Phox2 and Hand2 are necessary for Hand1-reporter trans-activation in vivo. A, Schematic of Hand1-reporter Construct #6, in which the Phox2 binding site in Construct #4 has been mutated (red). B–D, Zero of 7 E11.5 transient transgenic embryos displayed SG expression. E–M, Expression of Construct #1 is reduced in E11.5 Hand2^fx/−;Wnt1-Cre(−) hypomorphs and is lost or reduced in identically staged Hand2^fx/−;Wnt1-Cre(+) conditional knock-outs. Cleared whole-mount preparations (E, H, K) show that, compared with control embryos (E), fewer cells within the Hand2 hypomorphic SG (H) express Construct #1 (n = 9 of 10). In the majority of Hand2 conditional knock-out embryos examined, Construct #1 expression is undetectable (K; n = 4 of 6).
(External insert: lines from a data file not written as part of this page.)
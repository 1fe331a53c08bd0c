// THEORY:
// The `Grid` is the tiling configuration that turns one frame into
// `rows * columns` rectangular tiles. It owns all of the slicing math and none
// of the pixel math: given a frame size it produces the tile rectangles in
// row-major order, and the sampler averages whatever those rectangles cover.
//
// Tile size is `frame / grid` with integer division. What happens to the
// remainder pixels on the right and bottom edges is the `TilingPolicy`:
// - `DropRemainder` (default): every tile has the same size and the
//   remainder is not covered by any tile.
// - `AbsorbRemainder`: the last column and last row grow to reach the frame
//   edge, so every pixel belongs to exactly one tile.

use crate::error::SamplingError;
use serde::{Deserialize, Serialize};

/// How pixels left over by integer division are assigned to tiles.
#[derive(Debug, Clone, Copy, PartialEq, Eq, Hash, Default, Serialize, Deserialize)]
#[serde(rename_all = "snake_case")]
pub enum TilingPolicy {
    #[default]
    DropRemainder,
    AbsorbRemainder,
}

/// A `rows x columns` tiling of a frame.
#[derive(Debug, Clone, Copy, PartialEq, Eq, Hash, Serialize, Deserialize)]
#[serde(default)]
pub struct Grid {
    pub rows: u32,
    pub columns: u32,
    pub tiling: TilingPolicy,
}

/// One tile rectangle in frame pixel coordinates.
#[derive(Debug, Clone, Copy, PartialEq, Eq)]
pub struct Tile {
    pub row: u32,
    pub column: u32,
    pub x: u32,
    pub y: u32,
    pub width: u32,
    pub height: u32,
}

impl Tile {
    pub fn area(&self) -> u64 {
        self.width as u64 * self.height as u64
    }
}

impl Default for Grid {
    fn default() -> Self {
        Self::new(3, 3)
    }
}

impl Grid {
    pub const fn new(rows: u32, columns: u32) -> Self {
        Self {
            rows,
            columns,
            tiling: TilingPolicy::DropRemainder,
        }
    }

    pub const fn with_tiling(mut self, tiling: TilingPolicy) -> Self {
        self.tiling = tiling;
        self
    }

    /// Number of tiles, and therefore of palette entries.
    pub fn cell_count(&self) -> usize {
        self.rows as usize * self.columns as usize
    }

    /// Checks the grid against a frame size.
    pub fn validate(&self, width: u32, height: u32) -> Result<(), SamplingError> {
        if self.rows == 0 || self.columns == 0 || width < self.columns || height < self.rows {
            return Err(SamplingError::InvalidGrid {
                rows: self.rows,
                columns: self.columns,
                width,
                height,
            });
        }
        Ok(())
    }

    /// The tile at `(row, column)` for a frame of the given size.
    ///
    /// Assumes the grid has already been validated against that size.
    pub fn tile(&self, row: u32, column: u32, width: u32, height: u32) -> Tile {
        let tile_width = width / self.columns;
        let tile_height = height / self.rows;
        let x = column * tile_width;
        let y = row * tile_height;

        let (w, h) = match self.tiling {
            TilingPolicy::DropRemainder => (tile_width, tile_height),
            TilingPolicy::AbsorbRemainder => {
                let w = if column + 1 == self.columns { width - x } else { tile_width };
                let h = if row + 1 == self.rows { height - y } else { tile_height };
                (w, h)
            }
        };

        Tile {
            row,
            column,
            x,
            y,
            width: w,
            height: h,
        }
    }

    /// All tiles of one grid row, left to right.
    pub fn row_tiles(&self, row: u32, width: u32, height: u32) -> impl Iterator<Item = Tile> + '_ {
        (0..self.columns).map(move |column| self.tile(row, column, width, height))
    }

    /// All tiles in row-major order.
    pub fn tiles(&self, width: u32, height: u32) -> Result<Vec<Tile>, SamplingError> {
        self.validate(width, height)?;
        Ok((0..self.rows)
            .flat_map(|row| self.row_tiles(row, width, height))
            .collect())
    }
}

#[cfg(test)]
mod tests {
    use super::*;

    #[test]
    fn validate_rejects_zero_and_oversized_grids() {
        assert!(Grid::new(0, 3).validate(10, 10).is_err());
        assert!(Grid::new(3, 0).validate(10, 10).is_err());
        assert!(Grid::new(3, 11).validate(10, 10).is_err());
        assert!(Grid::new(11, 3).validate(10, 10).is_err());
        assert!(Grid::new(10, 10).validate(10, 10).is_ok());
    }

    #[test]
    fn drop_remainder_uses_equal_tiles() {
        let tiles = Grid::new(3, 3).tiles(10, 7).unwrap();
        assert_eq!(tiles.len(), 9);
        for tile in &tiles {
            assert_eq!((tile.width, tile.height), (3, 2));
        }
        let last = tiles[8];
        assert_eq!((last.row, last.column, last.x, last.y), (2, 2, 6, 4));
        // Column 9 and row 6 are not covered by any tile.
        assert!(tiles.iter().all(|t| t.x + t.width <= 9 && t.y + t.height <= 6));
    }

    #[test]
    fn tiles_are_row_major() {
        let tiles = Grid::new(2, 3).tiles(6, 4).unwrap();
        let order: Vec<(u32, u32)> = tiles.iter().map(|t| (t.row, t.column)).collect();
        assert_eq!(order, vec![(0, 0), (0, 1), (0, 2), (1, 0), (1, 1), (1, 2)]);
    }

    #[test]
    fn absorb_remainder_covers_every_pixel_once() {
        let grid = Grid::new(3, 4).with_tiling(TilingPolicy::AbsorbRemainder);
        let (width, height) = (11u32, 8u32);
        let tiles = grid.tiles(width, height).unwrap();

        let mut hits = vec![0u8; (width * height) as usize];
        for t in &tiles {
            for y in t.y..t.y + t.height {
                for x in t.x..t.x + t.width {
                    hits[(y * width + x) as usize] += 1;
                }
            }
        }
        assert!(hits.iter().all(|&h| h == 1));
        assert_eq!(tiles.iter().map(Tile::area).sum::<u64>(), 88);
    }

    #[test]
    fn deserializes_with_default_tiling() {
        let grid: Grid = serde_json::from_str(r#"{"rows":2,"columns":5}"#).unwrap();
        assert_eq!(grid, Grid::new(2, 5));
        let grid: Grid =
            serde_json::from_str(r#"{"rows":2,"columns":5,"tiling":"absorb_remainder"}"#)
                .unwrap();
        assert_eq!(grid.tiling, TilingPolicy::AbsorbRemainder);
    }
}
Transverse sections of Construct #1-expressing embryos, stained with X-gal (blue) in which neurons have been labeled with α-Tubb3 immunohistochemistry (brown), photographed at low (F, I, and L) and high (G, B, and K; denoted by boxes) magnifications show that, whereas SG in control embryos (F, G) are almost exclusively comprised of Hand1-reporter-positive neurons, and Hand2 conditional knock-out SG (L, M) are exclusively comprised of Hand1-reporter-negative neurons, the Hand2 hypomorphic SG (I, J) are comprised of a mix of both Hand1-reporter-positive and -negative neurons. n = 2 for each genotype. N, Schematic of Hand1-reporter Construct #7, in which the three evolutionarily conserved E-box binding sites in Construct #4 have all been mutated (red). O–S, Three of 7 E11.5 transient transgenic embryos displayed detectable SG expression. However, expression in these three embryos was not uniform, and was restricted to SG rostral to the OFT (P, Q). Expression was absent in SG caudal to the OFT (R, S). Dashed lines denote the planes of section for P–S. LA, Left atrium; LV, left ventricle; RA, right atrium.